● **Required action**:
Look through the records below, and copy out every line that holds the string "UndefinedFunction".

● **Data excerpts**:
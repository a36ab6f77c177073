use anyhow::Result;
use sqlx::SqlitePool;

use crate::config::Config;
use crate::db;

pub async fn run_migrations(config: &Config) -> Result<()> {
    let pool = db::connect(config).await?;
    apply(&pool).await?;
    pool.close().await;
    Ok(())
}

/// Create all tables and indexes. Safe to run repeatedly.
pub async fn apply(pool: &SqlitePool) -> Result<()> {
    // Create documents table
    sqlx::query(
        r#"
        CREATE TABLE IF NOT EXISTS documents (
            id INTEGER PRIMARY KEY AUTOINCREMENT,
            name TEXT NOT NULL,
            file_path TEXT NOT NULL,
            content_type TEXT NOT NULL DEFAULT 'text/plain',
            size_bytes INTEGER NOT NULL DEFAULT 0,
            created_at INTEGER NOT NULL
        )
        "#,
    )
    .execute(pool)
    .await?;

    // Create chunks table; embedding holds little-endian f32 bytes
    sqlx::query(
        r#"
        CREATE TABLE IF NOT EXISTS chunks (
            id INTEGER PRIMARY KEY AUTOINCREMENT,
            document_id INTEGER NOT NULL,
            content TEXT NOT NULL,
            embedding BLOB NOT NULL,
            model TEXT NOT NULL,
            dims INTEGER NOT NULL,
            index_id TEXT NOT NULL,
            chunk_order INTEGER NOT NULL DEFAULT 0,
            hash TEXT NOT NULL,
            created_at INTEGER NOT NULL,
            UNIQUE(document_id, chunk_order),
            FOREIGN KEY (document_id) REFERENCES documents(id) ON DELETE CASCADE
        )
        "#,
    )
    .execute(pool)
    .await?;

    // Create indexes
    sqlx::query(
        "CREATE INDEX IF NOT EXISTS idx_chunks_index_id_order ON chunks(index_id, chunk_order)",
    )
    .execute(pool)
    .await?;
    sqlx::query("CREATE INDEX IF NOT EXISTS idx_chunks_document_id ON chunks(document_id)")
        .execute(pool)
        .await?;
    sqlx::query(
        "CREATE INDEX IF NOT EXISTS idx_documents_created_at ON documents(created_at DESC)",
    )
    .execute(pool)
    .await?;

    Ok(())
}
//! Structured logging via tracing.

use tracing_subscriber::{fmt, EnvFilter};

/// Initialize the global tracing subscriber.
///
/// Log level is controlled by the `DOCQA_LOG` env var (default: `info`).
/// Examples:
///   DOCQA_LOG=debug
///   DOCQA_LOG=docqa::retrieve=trace,info
///
/// Logs go to stderr so command output on stdout stays clean.
pub fn init() {
    let filter = EnvFilter::try_from_env("DOCQA_LOG").unwrap_or_else(|_| EnvFilter::new("info"));

    let _ = fmt()
        .with_env_filter(filter)
        .with_writer(std::io::stderr)
        .with_target(true)
        .with_thread_ids(false)
        .with_file(false)
        .with_line_number(false)
        .compact()
        .try_init();
}
//! Entries of the function table

use crate::ast::{Sentence, SourceLocation};
use crate::error::Result;
use crate::eval::Evaluator;
use refal_core::{Name, Term};
use std::fmt;
use std::sync::Arc;

/// A natively implemented function.
///
/// Natives receive the evaluator, so they can call back into the program and
/// reach the host I/O.
pub type NativeFn = Arc<dyn Fn(&mut Evaluator<'_>, Term) -> Result<Term> + Send + Sync>;

#[derive(Debug, Clone, Copy, PartialEq, Eq)]
pub enum FunctionKind {
    /// Defined by sentences in the program
    User,
    /// Supplied by the host at load time
    External,
    /// Built into the runtime
    Library,
}

#[derive(Clone)]
pub enum Body {
    Sentences(Vec<Sentence>),
    Native(NativeFn),
}

#[derive(Clone)]
pub struct Function {
    pub name: Name,
    pub kind: FunctionKind,
    pub body: Body,
    pub source: Option<SourceLocation>,
}

impl Function {
    pub fn user(name: Name, sentences: Vec<Sentence>, source: Option<SourceLocation>) -> Self {
        Function {
            name,
            kind: FunctionKind::User,
            body: Body::Sentences(sentences),
            source,
        }
    }

    pub fn native(name: Name, kind: FunctionKind, native: NativeFn) -> Self {
        Function {
            name,
            kind,
            body: Body::Native(native),
            source: None,
        }
    }

    pub fn sentences(&self) -> &[Sentence] {
        match &self.body {
            Body::Sentences(sentences) => sentences,
            Body::Native(_) => &[],
        }
    }

    pub fn is_native(&self) -> bool {
        matches!(self.body, Body::Native(_))
    }
}

impl fmt::Debug for Function {
    fn fmt(&self, f: &mut fmt::Formatter<'_>) -> fmt::Result {
        let body = match &self.body {
            Body::Sentences(s) => format!("{} sentences", s.len()),
            Body::Native(_) => "<native>".to_string(),
        };
        f.debug_struct("Function")
            .field("name", &self.name)
            .field("kind", &self.kind)
            .field("body", &body)
            .field("source", &self.source)
            .finish()
    }
}
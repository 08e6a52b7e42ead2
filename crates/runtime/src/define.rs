//! Definition pass
//!
//! Turns a [`SyntaxProgram`] into a loaded [`Program`] in one sweep:
//!
//! 1. library functions are registered
//! 2. host natives are registered, replacing library functions of the same name
//! 3. sentence-defined functions are registered, replacing either of the above
//! 4. every `$EXTERN` name must have ended up in the table
//! 5. every sentence is checked: consistent variable kinds, no unbound
//!    variables in conditions or results, no calls to unknown functions
//! 6. the entry point is resolved
//!
//! After this pass the function table is never modified again.

use crate::ast::{Expr, Item, Sentence, SyntaxProgram};
use crate::config::RuntimeConfig;
use crate::error::{Result, RuntimeError};
use crate::function::{Function, FunctionKind, NativeFn};
use crate::library;
use crate::program::Program;
use refal_core::{Name, Namespace, VarKind, Variable};
use std::collections::{HashMap, HashSet};
use std::sync::Arc;
use tracing::debug;

pub(crate) fn define(
    mut namespace: Namespace,
    syntax: SyntaxProgram,
    natives: Vec<(Name, NativeFn)>,
    config: RuntimeConfig,
) -> Result<Program> {
    let mut table: Vec<Option<Function>> = Vec::new();

    for (text, native) in library::functions() {
        let name = namespace.intern(text);
        insert(&mut table, Function::native(name, FunctionKind::Library, native));
    }

    for (name, native) in natives {
        if lookup(&table, name).is_some() {
            debug!(
                "Host function {} replaces library function",
                namespace.display(name)
            );
        }
        insert(&mut table, Function::native(name, FunctionKind::External, native));
    }

    let mut externs = Vec::new();
    for item in syntax.items {
        match item {
            Item::Extern(decl) => externs.extend(decl.names),
            Item::Function(def) => {
                match lookup(&table, def.name).map(|f| f.kind) {
                    Some(FunctionKind::User) => {
                        return Err(RuntimeError::DuplicateFunction {
                            name: namespace.display(def.name).to_string(),
                        });
                    }
                    Some(kind) => debug!(
                        "{} shadows {:?} function of the same name",
                        namespace.display(def.name),
                        kind
                    ),
                    None => {}
                }
                debug!(
                    "Defining {} ({} sentences)",
                    namespace.display(def.name),
                    def.sentences.len()
                );
                insert(&mut table, Function::user(def.name, def.sentences, def.source));
            }
        }
    }

    for name in externs {
        match lookup(&table, name) {
            Some(function) => debug!(
                "External {} resolved to {:?} function",
                namespace.display(name),
                function.kind
            ),
            None => {
                return Err(RuntimeError::UnresolvedExternal {
                    name: namespace.display(name).to_string(),
                });
            }
        }
    }

    for function in table.iter().flatten() {
        for (index, sentence) in function.sentences().iter().enumerate() {
            validate_sentence(&namespace, &table, function, index, sentence)?;
        }
    }

    let entry = namespace
        .get(&config.entry_point)
        .filter(|&name| lookup(&table, name).is_some_and(|f| f.kind == FunctionKind::User))
        .ok_or_else(|| RuntimeError::MissingEntryPoint {
            name: config.entry_point.clone(),
        })?;
    debug!("Entry point: {}", config.entry_point);

    Ok(Program::from_parts(namespace, table, entry, config))
}

fn insert(table: &mut Vec<Option<Function>>, function: Function) {
    let index = function.name.index();
    if table.len() <= index {
        table.resize_with(index + 1, || None);
    }
    table[index] = Some(function);
}

pub(crate) fn lookup(table: &[Option<Function>], name: Name) -> Option<&Function> {
    table.get(name.index()).and_then(Option::as_ref)
}

/// Static checks for one sentence of a user function.
fn validate_sentence<'s>(
    namespace: &Namespace,
    table: &[Option<Function>],
    function: &Function,
    index: usize,
    sentence: &'s Sentence,
) -> Result<()> {
    let owner = namespace.display(function.name).to_string();
    let mut checker = SentenceChecker {
        owner: &owner,
        sentence: index + 1,
        kinds: HashMap::new(),
        bound: HashSet::new(),
    };

    checker.bind_all(sentence.pattern.variables())?;
    for condition in &sentence.conditions {
        checker.check_expr(namespace, table, &condition.expr)?;
        checker.bind_all(condition.pattern.variables())?;
    }
    checker.check_expr(namespace, table, &sentence.result)
}

struct SentenceChecker<'o, 's> {
    owner: &'o str,
    /// 1-based, for messages
    sentence: usize,
    kinds: HashMap<Arc<str>, VarKind>,
    bound: HashSet<&'s Variable>,
}

impl<'s> SentenceChecker<'_, 's> {
    fn record_kind(&mut self, variable: &Variable) -> Result<()> {
        match self.kinds.get(&variable.name) {
            Some(&kind) if kind != variable.kind => Err(RuntimeError::malformed(
                self.owner,
                format!(
                    "sentence {}: variable '{}' used as both {}. and {}.",
                    self.sentence,
                    variable.name,
                    kind.prefix(),
                    variable.kind.prefix()
                ),
            )),
            Some(_) => Ok(()),
            None => {
                self.kinds.insert(variable.name.clone(), variable.kind);
                Ok(())
            }
        }
    }

    fn bind_all(&mut self, variables: Vec<&'s Variable>) -> Result<()> {
        for variable in variables {
            self.record_kind(variable)?;
            self.bound.insert(variable);
        }
        Ok(())
    }

    fn check_expr(&mut self, namespace: &Namespace, table: &[Option<Function>], expr: &Expr) -> Result<()> {
        for variable in expr.variables() {
            self.record_kind(variable)?;
            if !self.bound.contains(variable) {
                return Err(RuntimeError::malformed(
                    self.owner,
                    format!("sentence {}: variable {} is not bound", self.sentence, variable),
                ));
            }
        }
        for callee in expr.calls() {
            if lookup(table, callee).is_none() {
                return Err(RuntimeError::UndefinedFunction {
                    name: namespace.display(callee).to_string(),
                    caller: self.owner.to_string(),
                });
            }
        }
        Ok(())
    }
}
//! Symbols: the leaf values of a term
//!
//! Refal distinguishes four kinds of symbols:
//! - single characters (`'a'`, `'+'`)
//! - compound strings, a quoted run of characters treated as one unit (`"Hello"`)
//! - numbers (macrodigits)
//! - identifiers (`Go`, `True`)
//!
//! Symbols are immutable and compared by value. Strings are reference-counted
//! so cloning a symbol (which the matcher does a lot) is O(1).

use std::fmt;
use std::sync::Arc;

#[derive(Debug, Clone, PartialEq, Eq, Hash)]
pub enum Symbol {
    /// A single character
    Char(char),

    /// A compound string: several characters matched as one symbol
    Compound(Arc<str>),

    /// A numeric symbol (macrodigit)
    Number(i64),

    /// An identifier
    Ident(Arc<str>),
}

impl Symbol {
    /// A single character symbol.
    pub fn char(c: char) -> Self {
        Symbol::Char(c)
    }

    /// A compound symbol. `"abc"` here is one symbol, not three characters.
    pub fn compound(s: impl AsRef<str>) -> Self {
        Symbol::Compound(Arc::from(s.as_ref()))
    }

    /// A numeric symbol.
    pub fn number(n: i64) -> Self {
        Symbol::Number(n)
    }

    /// An identifier symbol such as `True`.
    ///
    /// Identifiers compare by text and never equal a compound symbol with the
    /// same spelling.
    pub fn ident(name: impl AsRef<str>) -> Self {
        Symbol::Ident(Arc::from(name.as_ref()))
    }

    pub fn is_char(&self) -> bool {
        matches!(self, Symbol::Char(_))
    }

    pub fn as_char(&self) -> Option<char> {
        match self {
            Symbol::Char(c) => Some(*c),
            _ => None,
        }
    }

    /// The value of a numeric symbol; `None` for every other kind.
    pub fn as_number(&self) -> Option<i64> {
        match self {
            Symbol::Number(n) => Some(*n),
            _ => None,
        }
    }

    pub fn as_ident(&self) -> Option<&str> {
        match self {
            Symbol::Ident(name) => Some(name),
            _ => None,
        }
    }
}

impl fmt::Display for Symbol {
    fn fmt(&self, f: &mut fmt::Formatter<'_>) -> fmt::Result {
        match self {
            Symbol::Char(c) => write!(f, "{}", c),
            Symbol::Compound(s) => write!(f, "{}", s),
            Symbol::Number(n) => write!(f, "{}", n),
            Symbol::Ident(name) => write!(f, "{}", name),
        }
    }
}

impl From<char> for Symbol {
    fn from(c: char) -> Self {
        Symbol::Char(c)
    }
}

impl From<i64> for Symbol {
    fn from(n: i64) -> Self {
        Symbol::Number(n)
    }
}
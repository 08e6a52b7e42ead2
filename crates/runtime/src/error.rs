//! Runtime errors
//!
//! Every failure that aborts evaluation or loading is a [`RuntimeError`].
//! A sentence whose pattern or condition does not match is ordinary control
//! flow and never produces one; only running out of sentences does
//! ([`RuntimeError::RecognitionImpossible`]).

use thiserror::Error;

pub type Result<T> = std::result::Result<T, RuntimeError>;

#[derive(Debug, Error)]
pub enum RuntimeError {
    /// A call exhausted all sentences of its function
    #[error("Recognition impossible in {function}. Last expression: {argument}")]
    RecognitionImpossible { function: String, argument: String },

    /// No function carries the configured entry-point name
    #[error("No entry point defined (entry point is a function named '{name}')")]
    MissingEntryPoint { name: String },

    /// A sentence that can never be evaluated correctly
    #[error("Malformed definition of {function}: {reason}")]
    Malformed { function: String, reason: String },

    /// A call to a name with no function behind it
    #[error("Undefined function '{name}' called from {caller}")]
    UndefinedFunction { name: String, caller: String },

    #[error("Function '{name}' is defined more than once")]
    DuplicateFunction { name: String },

    /// An `$EXTERN` declaration the host did not supply
    #[error("External function '{name}' was declared but not supplied")]
    UnresolvedExternal { name: String },

    #[error("Recursion depth limit exceeded (max: {limit})")]
    RecursionLimit { limit: usize },

    /// A library function received a well-shaped but invalid argument
    #[error("{function}: {message}")]
    Library { function: String, message: String },

    #[error("I/O error: {0}")]
    Io(#[from] std::io::Error),

    #[error("Configuration error: {0}")]
    Config(String),

    /// The evaluation thread panicked
    #[error("Evaluation aborted: {0}")]
    Panic(String),
}

impl RuntimeError {
    pub fn library(function: &str, message: impl Into<String>) -> Self {
        RuntimeError::Library {
            function: function.to_string(),
            message: message.into(),
        }
    }

    pub fn malformed(function: &str, reason: impl Into<String>) -> Self {
        RuntimeError::Malformed {
            function: function.to_string(),
            reason: reason.into(),
        }
    }

    /// True for failures raised at load time rather than during evaluation.
    pub fn is_load_error(&self) -> bool {
        matches!(
            self,
            RuntimeError::MissingEntryPoint { .. }
                | RuntimeError::Malformed { .. }
                | RuntimeError::UndefinedFunction { .. }
                | RuntimeError::DuplicateFunction { .. }
                | RuntimeError::UnresolvedExternal { .. }
                | RuntimeError::Config(_)
        )
    }
}

/// Format a panic payload into an error message
pub fn format_panic_payload(payload: &Box<dyn std::any::Any + Send>) -> String {
    if let Some(s) = payload.downcast_ref::<&str>() {
        s.to_string()
    } else if let Some(s) = payload.downcast_ref::<String>() {
        s.clone()
    } else {
        "unknown panic".to_string()
    }
}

● **Result of the exercise**:
                return Err(RuntimeError::UndefinedFunction {
    UndefinedFunction { name: String, caller: String },
                | RuntimeError::UndefinedFunction { .. }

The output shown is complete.